→ **Problem to solve**
If a line in the data holds the string "filename", list it.

→ **Record set**
//! Core types for circuit representation.

use std::fmt;

/// A unique identifier for a node in the circuit.
/// Node 0 is always ground.
#[derive(Debug, Clone, Copy, PartialEq, Eq, Hash, PartialOrd, Ord)]
pub struct NodeId(pub usize);

impl NodeId {
    /// The ground node (always index 0).
    pub const GROUND: NodeId = NodeId(0);

    /// Check if this is the ground node.
    pub fn is_ground(&self) -> bool {
        self.0 == 0
    }
}

impl fmt::Display for NodeId {
    fn fmt(&self, f: &mut fmt::Formatter<'_>) -> fmt::Result {
        if self.is_ground() {
            write!(f, "GND")
        } else {
            write!(f, "N{}", self.0)
        }
    }
}

/// A unique identifier for a component in the circuit.
#[derive(Debug, Clone, Copy, PartialEq, Eq, Hash, PartialOrd, Ord)]
pub struct ComponentId(pub usize);

impl fmt::Display for ComponentId {
    fn fmt(&self, f: &mut fmt::Formatter<'_>) -> fmt::Result {
        write!(f, "C{}", self.0)
    }
}

/// Index for extra variables in the MNA matrix (e.g., voltage source currents).
#[derive(Debug, Clone, Copy, PartialEq, Eq, Hash, PartialOrd, Ord)]
pub struct BranchId(pub usize);

impl fmt::Display for BranchId {
    fn fmt(&self, f: &mut fmt::Formatter<'_>) -> fmt::Result {
        write!(f, "I{}", self.0)
    }
}

/// Variable index in the MNA solution vector.
/// Can be either a node voltage or a branch current.
#[derive(Debug, Clone, Copy, PartialEq, Eq, Hash)]
pub enum VarIndex {
    /// Node voltage variable
    Voltage(NodeId),
    /// Branch current variable (for voltage sources, inductors)
    Current(BranchId),
}

impl VarIndex {
    /// Get the raw index into the solution vector, or `None` for ground.
    /// Node voltages come first (excluding ground), then branch currents.
    pub fn to_index(&self, num_nodes: usize) -> Option<usize> {
        match self {
            // Node 0 (ground) is not in the matrix, so subtract 1
            VarIndex::Voltage(NodeId(0)) => None,
            VarIndex::Voltage(NodeId(n)) => Some(n - 1),
            // Branch currents come after node voltages
            VarIndex::Current(BranchId(b)) => Some((num_nodes - 1) + b),
        }
    }
}

impl From<NodeId> for VarIndex {
    fn from(node: NodeId) -> Self {
        VarIndex::Voltage(node)
    }
}

impl From<BranchId> for VarIndex {
    fn from(branch: BranchId) -> Self {
        VarIndex::Current(branch)
    }
}

#[cfg(test)]
mod tests {
    use super::*;

    #[test]
    fn test_var_index_layout() {
        // 3 nodes including ground -> 2 voltage rows, branches start at 2
        assert_eq!(VarIndex::Voltage(NodeId::GROUND).to_index(3), None);
        assert_eq!(VarIndex::Voltage(NodeId(1)).to_index(3), Some(0));
        assert_eq!(VarIndex::Voltage(NodeId(2)).to_index(3), Some(1));
        assert_eq!(VarIndex::Current(BranchId(0)).to_index(3), Some(2));
        assert_eq!(VarIndex::Current(BranchId(3)).to_index(3), Some(5));
    }

    #[test]
    fn test_display() {
        assert_eq!(NodeId::GROUND.to_string(), "GND");
        assert_eq!(NodeId(4).to_string(), "N4");
        assert_eq!(BranchId(1).to_string(), "I1");
    }
}
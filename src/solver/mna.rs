//! MNA system assembly.
//!
//! Components emit [`Stamp`]s in [`VarIndex`] coordinates; the builder maps
//! them onto matrix rows and columns (node voltages first, ground excluded,
//! then branch currents) and drops every entry that touches ground.

use num_complex::Complex64;

use super::sparse::{Scalar, SparseMatrix};
use crate::circuit::{Circuit, VarIndex};
use crate::components::{AcContext, EvalContext, Stamp};

/// MNA matrix system Ax = z.
#[derive(Debug, Clone, PartialEq)]
pub struct MnaSystem<T> {
    /// System matrix A
    pub matrix: SparseMatrix<T>,
    /// Source vector z
    pub rhs: Vec<T>,
}

impl<T: Scalar> MnaSystem<T> {
    /// Create an all-zero system of the given dimension.
    pub fn new(size: usize) -> Self {
        Self {
            matrix: SparseMatrix::new(size),
            rhs: vec![T::zero(); size],
        }
    }

    /// Matrix dimension.
    pub fn size(&self) -> usize {
        self.rhs.len()
    }

    /// Add a component stamp, dropping ground rows and columns.
    pub fn add_stamp(&mut self, stamp: &Stamp<T>, num_nodes: usize) {
        for &(row, col, value) in &stamp.matrix {
            if let (Some(r), Some(c)) = (row.to_index(num_nodes), col.to_index(num_nodes)) {
                self.matrix.add(r, c, value);
            }
        }
        for &(row, value) in &stamp.rhs {
            if let Some(r) = row.to_index(num_nodes) {
                self.rhs[r] += value;
            }
        }
    }

    /// Residual `A x - z`.
    pub fn residual(&self, x: &[T]) -> Vec<T> {
        self.matrix
            .mul_vec(x)
            .into_iter()
            .zip(&self.rhs)
            .map(|(ax, &z)| ax - z)
            .collect()
    }
}

/// Assembles MNA systems for one circuit.
///
/// The builder only reads the circuit. Components are visited in id order
/// and matrix rows are ordered, so a given topology always yields the same
/// sparsity pattern.
#[derive(Debug, Clone, Copy)]
pub struct MnaBuilder<'a> {
    circuit: &'a Circuit,
}

impl<'a> MnaBuilder<'a> {
    /// Create a builder for the given circuit.
    pub fn new(circuit: &'a Circuit) -> Self {
        Self { circuit }
    }

    /// Size of the assembled system.
    pub fn size(&self) -> usize {
        self.circuit.matrix_size()
    }

    /// Row of a variable, `None` for ground.
    pub fn index(&self, var: VarIndex) -> Option<usize> {
        var.to_index(self.circuit.num_nodes)
    }

    /// Assemble the real system at a DC or transient evaluation point.
    pub fn assemble(&self, ctx: &EvalContext<'_>) -> MnaSystem<f64> {
        let mut system = MnaSystem::new(self.size());
        for component in &self.circuit.components {
            system.add_stamp(&component.stamp(ctx), self.circuit.num_nodes);
        }
        system
    }

    /// Assemble the complex small-signal system at one frequency.
    pub fn assemble_ac(&self, ctx: &AcContext<'_>) -> MnaSystem<Complex64> {
        let mut system = MnaSystem::new(self.size());
        for component in &self.circuit.components {
            system.add_stamp(&component.ac_stamp(ctx), self.circuit.num_nodes);
        }
        system
    }
}
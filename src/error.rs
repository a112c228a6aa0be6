//! Error types for the Voltaic simulation engine.
//!
//! This module provides a unified error type [`SimError`] that covers
//! all error conditions that can occur during circuit construction,
//! topology validation, and the numerical analyses.

use thiserror::Error;

/// Result type alias using [`SimError`].
pub type Result<T> = std::result::Result<T, SimError>;

/// Unified error type for all Voltaic operations.
#[derive(Error, Debug, Clone, PartialEq)]
pub enum SimError {
    // ============ Construction Errors ============
    /// Component parameter outside its physically valid range
    #[error("Invalid parameter '{param}' for component '{component}': {message}")]
    InvalidParameter {
        component: String,
        param: String,
        message: String,
    },

    /// Node not found in circuit
    #[error("Node '{node}' not found in circuit")]
    NodeNotFound { node: String },

    /// Component referenced by name does not exist
    #[error("Component '{name}' not found")]
    UnknownComponent { name: String },

    /// Duplicate component name
    #[error("Duplicate component name '{name}'")]
    DuplicateComponent { name: String },

    // ============ Topology Errors ============
    /// Floating node (not connected to ground by a DC path)
    #[error("Floating node '{node}' detected - no DC path to ground")]
    FloatingNode { node: String },

    /// Invalid circuit or network topology
    #[error("Invalid topology: {message}")]
    InvalidTopology { message: String },

    /// Power-flow network without a slack bus
    #[error("Power-flow network has no slack bus")]
    MissingSlackBus,

    /// Fault analysis lacks the impedance data a sequence network needs
    #[error("Undefined {sequence} sequence network: {message}")]
    UndefinedSequenceNetwork { sequence: String, message: String },

    /// Analysis configuration is inconsistent
    #[error("Invalid analysis configuration: {message}")]
    InvalidAnalysis { message: String },

    // ============ Numerical Errors ============
    /// Matrix is singular and cannot be solved
    #[error("Singular matrix at row {row} - circuit may have a voltage-source loop or floating node")]
    SingularMatrix { row: usize },

    /// Newton-Raphson (or Gauss-Seidel) iteration did not converge
    #[error("Iteration did not converge after {iterations} iterations (residual: {residual:.2e})")]
    NonConvergence { iterations: usize, residual: f64 },

    /// Adaptive stepping shrank the step below the configured minimum
    #[error("Time step {step:.3e}s fell below the minimum at t = {time:.6e}s")]
    StepSizeUnderflow { time: f64, step: f64 },

    // ============ Run Control Errors ============
    /// Control operation issued in a state that does not allow it
    #[error("Cannot {operation} while run is {state}")]
    InvalidState { operation: String, state: String },

    /// Run was stopped before it completed
    #[error("Run was cancelled")]
    Cancelled,
}

impl SimError {
    /// Create an invalid parameter error
    pub fn invalid_parameter(
        component: impl Into<String>,
        param: impl Into<String>,
        message: impl Into<String>,
    ) -> Self {
        Self::InvalidParameter {
            component: component.into(),
            param: param.into(),
            message: message.into(),
        }
    }

    /// Create a non-convergence error
    pub fn non_convergence(iterations: usize, residual: f64) -> Self {
        Self::NonConvergence {
            iterations,
            residual,
        }
    }

    /// Create an undefined sequence network error
    pub fn undefined_sequence(sequence: impl Into<String>, message: impl Into<String>) -> Self {
        Self::UndefinedSequenceNetwork {
            sequence: sequence.into(),
            message: message.into(),
        }
    }

    /// Create an invalid analysis configuration error
    pub fn invalid_analysis(message: impl Into<String>) -> Self {
        Self::InvalidAnalysis {
            message: message.into(),
        }
    }

    /// Create an invalid topology error
    pub fn invalid_topology(message: impl Into<String>) -> Self {
        Self::InvalidTopology {
            message: message.into(),
        }
    }

    /// True for errors raised by the numerical kernels mid-iteration.
    ///
    /// These end only the affected run or sweep point; everything else is
    /// raised before any iterative work starts.
    pub fn is_numerical(&self) -> bool {
        matches!(
            self,
            Self::SingularMatrix { .. } | Self::NonConvergence { .. } | Self::StepSizeUnderflow { .. }
        )
    }
}
//! Circuit graph representation and validation.
//!
//! The [`Circuit`] struct holds all components, nodes, and their connections
//! in a form suitable for simulation. Circuits are assembled with a
//! [`CircuitBuilder`], which validates the topology before handing out the
//! immutable snapshot.

mod graph;
mod types;
mod validate;

pub use graph::{Circuit, CircuitBuilder, GROUND_NAMES};
pub use types::*;
pub use validate::{floating_nodes, validate_circuit};
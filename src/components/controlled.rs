//! Linear controlled sources: VCVS, VCCS, CCCS, CCVS.
//!
//! Current-controlled sources sense the branch current of an independent
//! voltage source, resolved to its [`BranchId`] when the circuit is built.

use super::stamp::{EvalContext, Stamp};
use super::{require_finite, Component};
use crate::circuit::{BranchId, ComponentId, NodeId};
use crate::error::Result;
use crate::solver::Scalar;

/// Voltage-controlled voltage source.
/// V[out+] - V[out-] = gain * (V[ctrl+] - V[ctrl-])
#[derive(Debug, Clone, PartialEq)]
pub struct Vcvs {
    pub id: ComponentId,
    pub name: String,
    pub nodes: [NodeId; 4], // [out+, out-, ctrl+, ctrl-]
    pub gain: f64,
    pub branch: BranchId,
}

impl Vcvs {
    pub fn new(id: ComponentId, name: String, nodes: [NodeId; 4], gain: f64, branch: BranchId) -> Result<Self> {
        require_finite(&name, "gain", gain)?;
        Ok(Self {
            id,
            name,
            nodes,
            gain,
            branch,
        })
    }

    pub fn stamp_into<T: Scalar>(&self, stamp: &mut Stamp<T>) {
        let [op, on, cp, cn] = self.nodes;
        // Output voltage constraint
        stamp.branch_incidence(op, on, self.branch);
        // Control voltage contribution
        let gain = T::from_real(self.gain);
        stamp.add(self.branch, cp, -gain);
        stamp.add(self.branch, cn, gain);
    }
}

/// Voltage-controlled current source.
/// I(out+ -> out-) = gm * (V[ctrl+] - V[ctrl-])
#[derive(Debug, Clone, PartialEq)]
pub struct Vccs {
    pub id: ComponentId,
    pub name: String,
    pub nodes: [NodeId; 4], // [out+, out-, ctrl+, ctrl-]
    pub transconductance: f64,
}

impl Vccs {
    pub fn new(id: ComponentId, name: String, nodes: [NodeId; 4], transconductance: f64) -> Result<Self> {
        require_finite(&name, "transconductance", transconductance)?;
        Ok(Self {
            id,
            name,
            nodes,
            transconductance,
        })
    }

    pub fn stamp_into<T: Scalar>(&self, stamp: &mut Stamp<T>) {
        let [op, on, cp, cn] = self.nodes;
        stamp.vccs(op, on, cp, cn, T::from_real(self.transconductance));
    }

    /// Output current at the evaluation point.
    pub fn current(&self, ctx: &EvalContext<'_>) -> f64 {
        self.transconductance * (ctx.voltage(self.nodes[2]) - ctx.voltage(self.nodes[3]))
    }
}

/// Current-controlled current source.
/// I(out+ -> out-) = gain * I(control)
#[derive(Debug, Clone, PartialEq)]
pub struct Cccs {
    pub id: ComponentId,
    pub name: String,
    pub nodes: [NodeId; 2], // [out+, out-]
    pub control: String,
    pub control_branch: BranchId,
    pub gain: f64,
}

impl Cccs {
    pub fn new(
        id: ComponentId,
        name: String,
        nodes: [NodeId; 2],
        control: String,
        control_branch: BranchId,
        gain: f64,
    ) -> Result<Self> {
        require_finite(&name, "gain", gain)?;
        Ok(Self {
            id,
            name,
            nodes,
            control,
            control_branch,
            gain,
        })
    }

    pub fn stamp_into<T: Scalar>(&self, stamp: &mut Stamp<T>) {
        let gain = T::from_real(self.gain);
        stamp.add(self.nodes[0], self.control_branch, gain);
        stamp.add(self.nodes[1], self.control_branch, -gain);
    }

    /// Output current at the evaluation point.
    pub fn current(&self, ctx: &EvalContext<'_>) -> f64 {
        self.gain * ctx.current(self.control_branch)
    }
}

/// Current-controlled voltage source.
/// V[out+] - V[out-] = transresistance * I(control)
#[derive(Debug, Clone, PartialEq)]
pub struct Ccvs {
    pub id: ComponentId,
    pub name: String,
    pub nodes: [NodeId; 2], // [out+, out-]
    pub control: String,
    pub control_branch: BranchId,
    pub transresistance: f64,
    pub branch: BranchId,
}

impl Ccvs {
    pub fn new(
        id: ComponentId,
        name: String,
        nodes: [NodeId; 2],
        control: String,
        control_branch: BranchId,
        transresistance: f64,
        branch: BranchId,
    ) -> Result<Self> {
        require_finite(&name, "transresistance", transresistance)?;
        Ok(Self {
            id,
            name,
            nodes,
            control,
            control_branch,
            transresistance,
            branch,
        })
    }

    pub fn stamp_into<T: Scalar>(&self, stamp: &mut Stamp<T>) {
        stamp.branch_incidence(self.nodes[0], self.nodes[1], self.branch);
        stamp.add(self.branch, self.control_branch, -T::from_real(self.transresistance));
    }
}

impl From<Vcvs> for Component {
    fn from(e: Vcvs) -> Self {
        Component::Vcvs(e)
    }
}

impl From<Vccs> for Component {
    fn from(g: Vccs) -> Self {
        Component::Vccs(g)
    }
}

impl From<Cccs> for Component {
    fn from(f: Cccs) -> Self {
        Component::Cccs(f)
    }
}

impl From<Ccvs> for Component {
    fn from(h: Ccvs) -> Self {
        Component::Ccvs(h)
    }
}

→ **Exercise result**
filename src/solver/mna.rs
filename src/error.rs
filename src/components/controlled.rs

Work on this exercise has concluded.